ANSWER: Of course it was, but the need was there and the money to make it happen was raised. Again, I believe you can do it with a budget of $0, but if money is an absolute necessity, there are ways to find those funds.
Because You Love the Young Adults in Your Parish/City/Diocese
I am not trying to assert that there is anyone out there involved with the administration of a parish or diocese without young adult ministry who does not love their young adults. But, I would like to remind all involved with the administration of parishes and dioceses that, if you love someone, you should desire what is best for them and strive to make what is best for them happen.

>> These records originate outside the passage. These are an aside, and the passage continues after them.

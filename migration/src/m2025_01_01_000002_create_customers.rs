//! Migration to create the customers and customer_identifiers tables.
//!
//! The unique index on `(tenant_id, type, value)` is what lets identity resolution
//! insert identifiers with "do nothing on conflict" semantics.

use sea_orm_migration::prelude::*;

#[derive(DeriveMigrationName)]
pub struct Migration;

#[async_trait::async_trait]
impl MigrationTrait for Migration {
    async fn up(&self, manager: &SchemaManager) -> Result<(), DbErr> {
        manager
            .create_table(
                Table::create()
                    .table(Customers::Table)
                    .if_not_exists()
                    .col(ColumnDef::new(Customers::Id).uuid().not_null().primary_key())
                    .col(ColumnDef::new(Customers::TenantId).uuid().not_null())
                    .col(
                        ColumnDef::new(Customers::CreatedAt)
                            .timestamp_with_time_zone()
                            .not_null()
                            .default(Expr::current_timestamp()),
                    )
                    .col(
                        ColumnDef::new(Customers::UpdatedAt)
                            .timestamp_with_time_zone()
                            .not_null()
                            .default(Expr::current_timestamp()),
                    )
                    .to_owned(),
            )
            .await?;

        manager
            .create_index(
                Index::create()
                    .name("idx_customers_tenant_id")
                    .table(Customers::Table)
                    .col(Customers::TenantId)
                    .to_owned(),
            )
            .await?;

        manager
            .create_table(
                Table::create()
                    .table(CustomerIdentifiers::Table)
                    .if_not_exists()
                    .col(
                        ColumnDef::new(CustomerIdentifiers::Id)
                            .uuid()
                            .not_null()
                            .primary_key(),
                    )
                    .col(ColumnDef::new(CustomerIdentifiers::TenantId).uuid().not_null())
                    .col(
                        ColumnDef::new(CustomerIdentifiers::CustomerId)
                            .uuid()
                            .not_null(),
                    )
                    .col(ColumnDef::new(CustomerIdentifiers::Type).text().not_null())
                    .col(ColumnDef::new(CustomerIdentifiers::Value).text().not_null())
                    .col(ColumnDef::new(CustomerIdentifiers::SourceSystem).text().null())
                    .col(
                        ColumnDef::new(CustomerIdentifiers::IsPrimary)
                            .boolean()
                            .not_null()
                            .default(false),
                    )
                    .col(
                        ColumnDef::new(CustomerIdentifiers::CreatedAt)
                            .timestamp_with_time_zone()
                            .not_null()
                            .default(Expr::current_timestamp()),
                    )
                    .foreign_key(
                        ForeignKey::create()
                            .name("fk_customer_identifiers_customer_id")
                            .from(CustomerIdentifiers::Table, CustomerIdentifiers::CustomerId)
                            .to(Customers::Table, Customers::Id)
                            .on_delete(ForeignKeyAction::Cascade),
                    )
                    .to_owned(),
            )
            .await?;

        manager
            .create_index(
                Index::create()
                    .name("idx_customer_identifiers_tenant_type_value")
                    .table(CustomerIdentifiers::Table)
                    .col(CustomerIdentifiers::TenantId)
                    .col(CustomerIdentifiers::Type)
                    .col(CustomerIdentifiers::Value)
                    .unique()
                    .to_owned(),
            )
            .await?;

        manager
            .create_index(
                Index::create()
                    .name("idx_customer_identifiers_customer_id")
                    .table(CustomerIdentifiers::Table)
                    .col(CustomerIdentifiers::CustomerId)
                    .to_owned(),
            )
            .await?;

        Ok(())
    }

    async fn down(&self, manager: &SchemaManager) -> Result<(), DbErr> {
        manager
            .drop_table(Table::drop().table(CustomerIdentifiers::Table).to_owned())
            .await?;
        manager
            .drop_table(Table::drop().table(Customers::Table).to_owned())
            .await
    }
}

#[derive(DeriveIden)]
enum Customers {
    Table,
    Id,
    TenantId,
    CreatedAt,
    UpdatedAt,
}

#[derive(DeriveIden)]
enum CustomerIdentifiers {
    Table,
    Id,
    TenantId,
    CustomerId,
    Type,
    Value,
    SourceSystem,
    IsPrimary,
    CreatedAt,
}
//! Telemetry utilities for request-scoped tracing metadata and global subscriber management.
//!
//! Every request handled by the API runs inside a [`TraceContext`] so that error bodies and
//! log lines emitted by ingestion and run execution share one correlation ID.

use std::any::type_name_of_val;
use std::sync::atomic::{AtomicBool, Ordering};

use axum::{
    extract::Request,
    http::{HeaderName, HeaderValue},
    middleware::Next,
    response::Response,
};
use log::LevelFilter;
use thiserror::Error;
use tokio::task_local;
use tracing::Instrument;
use tracing_log::LogTracer;
use tracing_subscriber::{
    EnvFilter, fmt,
    layer::Layer,
    layer::SubscriberExt,
    util::{SubscriberInitExt, TryInitError},
};

use crate::config::AppConfig;

/// Header used to accept and echo request correlation IDs.
pub const REQUEST_ID_HEADER: HeaderName = HeaderName::from_static("x-request-id");

/// Trace context containing request correlation ID.
#[derive(Debug, Clone)]
pub struct TraceContext {
    pub trace_id: String,
}

impl TraceContext {
    /// Uses the caller-supplied request ID when it is a sane token, otherwise mints one.
    pub fn from_request_id(request_id: Option<&str>) -> Self {
        let trace_id = request_id
            .map(str::trim)
            .filter(|id| !id.is_empty() && id.len() <= 128 && id.is_ascii())
            .map(str::to_string)
            .unwrap_or_else(|| uuid::Uuid::new_v4().simple().to_string());
        Self { trace_id }
    }
}

task_local! {
    static ACTIVE_TRACE_CONTEXT: TraceContext;
}

/// Errors that can occur while initializing global telemetry.
#[derive(Debug, Error)]
pub enum TelemetryInitError {
    #[error("failed to install log tracer bridge: {0}")]
    LogTracer(#[from] log::SetLoggerError),
    #[error("failed to install tracing subscriber: {0}")]
    Subscriber(#[from] TryInitError),
}

static TELEMETRY_INITIALIZED: AtomicBool = AtomicBool::new(false);

/// Initialize global tracing/logging exactly once, wiring `log::` macros into the tracing pipeline.
pub fn init_tracing(config: &AppConfig) -> Result<(), TelemetryInitError> {
    if TELEMETRY_INITIALIZED
        .compare_exchange(false, true, Ordering::SeqCst, Ordering::SeqCst)
        .is_err()
    {
        return Ok(());
    }

    // Install log bridge first so legacy `log::` macros route through tracing.
    if let Err(err) = LogTracer::builder()
        .with_max_level(LevelFilter::Trace)
        .init()
    {
        // If a LogTracer is already registered (e.g., by tests or another component),
        // treat this as success; otherwise surface the error.
        let logger_type = type_name_of_val(log::logger());
        if !logger_type.contains("LogTracer") {
            eprintln!(
                "Warning: Failed to install log tracer bridge: {}. legacy `log::` macros will not emit structured tracing events.",
                err
            );
        }
    }

    let env_filter =
        EnvFilter::try_from_default_env().unwrap_or_else(|_| EnvFilter::new(&config.log_level));

    let fmt_layer = match config.log_format.as_str() {
        "pretty" => fmt::layer().pretty().boxed(),
        _ => fmt::layer().json().boxed(),
    };

    if let Err(err) = tracing_subscriber::registry()
        .with(env_filter)
        .with(fmt_layer)
        .try_init()
    {
        TELEMETRY_INITIALIZED.store(false, Ordering::SeqCst);
        eprintln!(
            "Warning: Failed to set global tracing subscriber: {}. Default subscriber remains in effect.",
            err
        );
    }

    Ok(())
}

/// Execute `future` within the provided trace context, making it available through task-local
/// storage for the duration of the request.
pub async fn with_trace_context<Fut, R>(context: TraceContext, future: Fut) -> R
where
    Fut: std::future::Future<Output = R>,
{
    ACTIVE_TRACE_CONTEXT.scope(context, future).await
}

/// Get the currently active trace ID, if one has been set for the running task.
pub fn current_trace_id() -> Option<String> {
    ACTIVE_TRACE_CONTEXT
        .try_with(|ctx| ctx.trace_id.clone())
        .ok()
}

/// Axum middleware scoping each request in a [`TraceContext`] and echoing its ID back.
pub async fn trace_context_middleware(mut request: Request, next: Next) -> Response {
    let context = TraceContext::from_request_id(
        request
            .headers()
            .get(&REQUEST_ID_HEADER)
            .and_then(|value| value.to_str().ok()),
    );
    let trace_id = context.trace_id.clone();
    request.extensions_mut().insert(context.clone());

    let span = tracing::info_span!(
        "request",
        trace_id = %trace_id,
        method = %request.method(),
        path = %request.uri().path()
    );

    let mut response = with_trace_context(context, next.run(request).instrument(span)).await;

    if let Ok(value) = HeaderValue::from_str(&trace_id) {
        response.headers_mut().insert(REQUEST_ID_HEADER, value);
    }
    response
}

#[cfg(test)]
mod tests {
    use super::*;

    #[test]
    fn test_trace_context_keeps_supplied_request_id() {
        let context = TraceContext::from_request_id(Some("req-123"));
        assert_eq!(context.trace_id, "req-123");
    }

    #[test]
    fn test_trace_context_mints_id_for_blank_or_oversized_input() {
        let blank = TraceContext::from_request_id(Some("   "));
        assert_eq!(blank.trace_id.len(), 32);

        let oversized = "x".repeat(200);
        let minted = TraceContext::from_request_id(Some(&oversized));
        assert_ne!(minted.trace_id, oversized);

        let missing = TraceContext::from_request_id(None);
        assert_eq!(missing.trace_id.len(), 32);
    }

    #[tokio::test]
    async fn test_current_trace_id_inside_scope() {
        assert!(current_trace_id().is_none());

        let context = TraceContext {
            trace_id: "trace-abc".to_string(),
        };
        let seen = with_trace_context(context, async { current_trace_id() }).await;
        assert_eq!(seen.as_deref(), Some("trace-abc"));
    }
}
//! Database connection and pool management for the Attribution Engine.
//!
//! Provides a SeaORM connection pool (Postgres in deployment, SQLite for local runs and
//! tests), schema migration on startup, and the readiness probe query.

use anyhow::{Context, Result};
use migration::{Migrator, MigratorTrait};
use sea_orm::{ConnectOptions, ConnectionTrait, Database, DatabaseConnection, Statement};
use std::time::Duration;
use tokio::time::sleep;

use crate::config::AppConfig;

/// Errors that can occur during database operations.
#[derive(Debug, thiserror::Error)]
pub enum DatabaseError {
    #[error("Failed to connect to database: {source}")]
    ConnectionFailed {
        #[from]
        source: sea_orm::DbErr,
    },
    #[error("Database connection timeout after {timeout_ms}ms")]
    ConnectionTimeout { timeout_ms: u64 },
    #[error("Invalid database configuration: {message}")]
    InvalidConfiguration { message: String },
}

/// Initializes a database connection pool with the given configuration.
///
/// Retries transient connection failures with exponential backoff. An in-memory SQLite URL
/// is pinned to a single connection, since every SQLite connection to `:memory:` opens its
/// own empty database.
///
/// # Examples
///
/// ```no_run
/// use attribution_engine::{config::AppConfig, db::init_pool};
///
/// #[tokio::main]
/// async fn main() -> anyhow::Result<()> {
///     let config = AppConfig::default();
///     let db = init_pool(&config).await?;
///     // Use the database connection...
///     Ok(())
/// }
/// ```
pub async fn init_pool(cfg: &AppConfig) -> Result<DatabaseConnection> {
    if cfg.database_url.is_empty() {
        return Err(DatabaseError::InvalidConfiguration {
            message: "Database URL cannot be empty".to_string(),
        }
        .into());
    }

    let max_connections = if cfg.database_url.contains(":memory:") {
        1
    } else {
        cfg.db_max_connections
    };

    let mut opt = ConnectOptions::new(&cfg.database_url);
    opt.max_connections(max_connections)
        .acquire_timeout(Duration::from_millis(cfg.db_acquire_timeout_ms))
        .idle_timeout(Duration::from_secs(600)) // 10 minutes
        .max_lifetime(Duration::from_secs(1800)) // 30 minutes
        .sqlx_logging(true)
        .sqlx_logging_level(log::LevelFilter::Debug);

    let max_retries = 5;
    let mut retry_delay = Duration::from_millis(100);

    for attempt in 1..=max_retries {
        match Database::connect(opt.clone()).await {
            Ok(conn) => {
                log::info!(
                    "Successfully connected to database (attempt {})",
                    attempt
                );
                return Ok(conn);
            }
            Err(e) => {
                if attempt == max_retries {
                    log::error!(
                        "Failed to connect to database after {} attempts: {}",
                        max_retries,
                        e
                    );
                    return Err(DatabaseError::ConnectionFailed { source: e }.into());
                }

                log::warn!(
                    "Database connection attempt {} failed: {}, retrying in {:?}",
                    attempt,
                    e,
                    retry_delay
                );

                sleep(retry_delay).await;
                retry_delay *= 2;
            }
        }
    }

    Err(DatabaseError::ConnectionTimeout {
        timeout_ms: cfg.db_acquire_timeout_ms,
    }
    .into())
}

/// Applies all pending schema migrations.
pub async fn run_migrations(db: &DatabaseConnection) -> Result<()> {
    Migrator::up(db, None)
        .await
        .context("Failed to apply database migrations")?;
    log::info!("Database migrations applied");
    Ok(())
}

/// Verifies that the database connection is still active by executing `SELECT 1`.
pub async fn health_check(db: &DatabaseConnection) -> Result<()> {
    let stmt = Statement::from_string(db.get_database_backend(), "SELECT 1".to_string());

    db.query_one(stmt)
        .await
        .context("Database health check failed")?;

    Ok(())
}

#[cfg(test)]
mod tests {
    use super::*;

    #[tokio::test]
    async fn test_invalid_database_url() {
        let config = AppConfig {
            database_url: "".to_string(),
            ..AppConfig::default()
        };

        let result = init_pool(&config).await;

        assert!(result.is_err());
        assert!(matches!(
            result.unwrap_err().downcast::<DatabaseError>(),
            Ok(DatabaseError::InvalidConfiguration { .. })
        ));
    }

    #[tokio::test]
    async fn test_in_memory_pool_migrates_and_reports_healthy() -> anyhow::Result<()> {
        let config = AppConfig {
            database_url: "sqlite::memory:".to_string(),
            ..AppConfig::default()
        };

        let db = init_pool(&config).await?;
        run_migrations(&db).await?;
        health_check(&db).await?;
        Ok(())
    }
}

Because You Want Young Adults Involved in Parish Life
Young Adults make ideal volunteers for various activities and ministries in their local parish. Most are unmarried and childless, meaning they will have more free time to get involved within the parish. They could help teach religious education classes, help lead youth group activities, and fill various liturgical roles. However, you cannot give what you do not have. If they are not being fed, they will be unable to feed others. Ignoring them will make them feel less inclined to help you.
As I have previously written, vocations are nurtured. They do not just appear spontaneously. Priests and religious brothers and sisters come from faithful families. Without young adult ministry, young adults will not be properly formed making it harder to discover their vocation and excel in their vocation. When plugged into a young adult ministry, millennials will be more likely to take the vocation of marriage seriously and more likely to explore the priesthood and religious life.
Additionally, if a Catholic young adult is called to marriage, where better to find a spouse than at a Catholic young adult event? Virtuous spouses are hard to come by in the bar/club scene. The after-Mass coffee and donuts gathering is hardly a swinging singles scene. As I have previously written, CatholicMatch and Ave Maria Singles are bad websites, and CKiss is too new to know if it will be any better. Again, priestly vocations come from strong marriages. If you want more priests, help young Catholics find each other by giving them more places to meet each other.
Because There Is No Stability If It Does Not Occur at the Parochial or Diocesan Level
One of the most bandied about expressions in ministry is “If you start something, we’ll support you.” Speaking as someone who once led a now-defunct young adult ministry, saying, “I support you,” or “I’ll come speak at your event,” is not enough. If the person running the ministry moves, gets burned out, or becomes too busy, the ministry dies. I have seen too many young adult ministries die out to believe this can occur without the supervision of the parish or diocese. It can still be run by volunteers, but having a pastor, a group of pastors, or the diocese overseeing it allows for a replacement to be named when the volunteer(s) in charge of the ministry become unable to continue their duties.
Also, parochial and/or diocesan oversight is a defense against any ol’ Joe Schmoe with heretical beliefs who wants to start a “ministry” and slap the label “Catholic” on it.
Because Doing Nothing Speaks Volumes
I am of the belief that I am a member of a fantastic diocese and a solid parish. We have been blessed with many great priests, deacons, and lay volunteers. Yet, with every day young adult ministry is ignored in my area, I feel those beliefs challenged. I know it is wrong to think that my diocese does not care about me. I know for a fact that are numerous priests in my diocese who are great priests and who personally care about me. However, I cannot ignore the fact that I feel abandoned, hurt, and angry.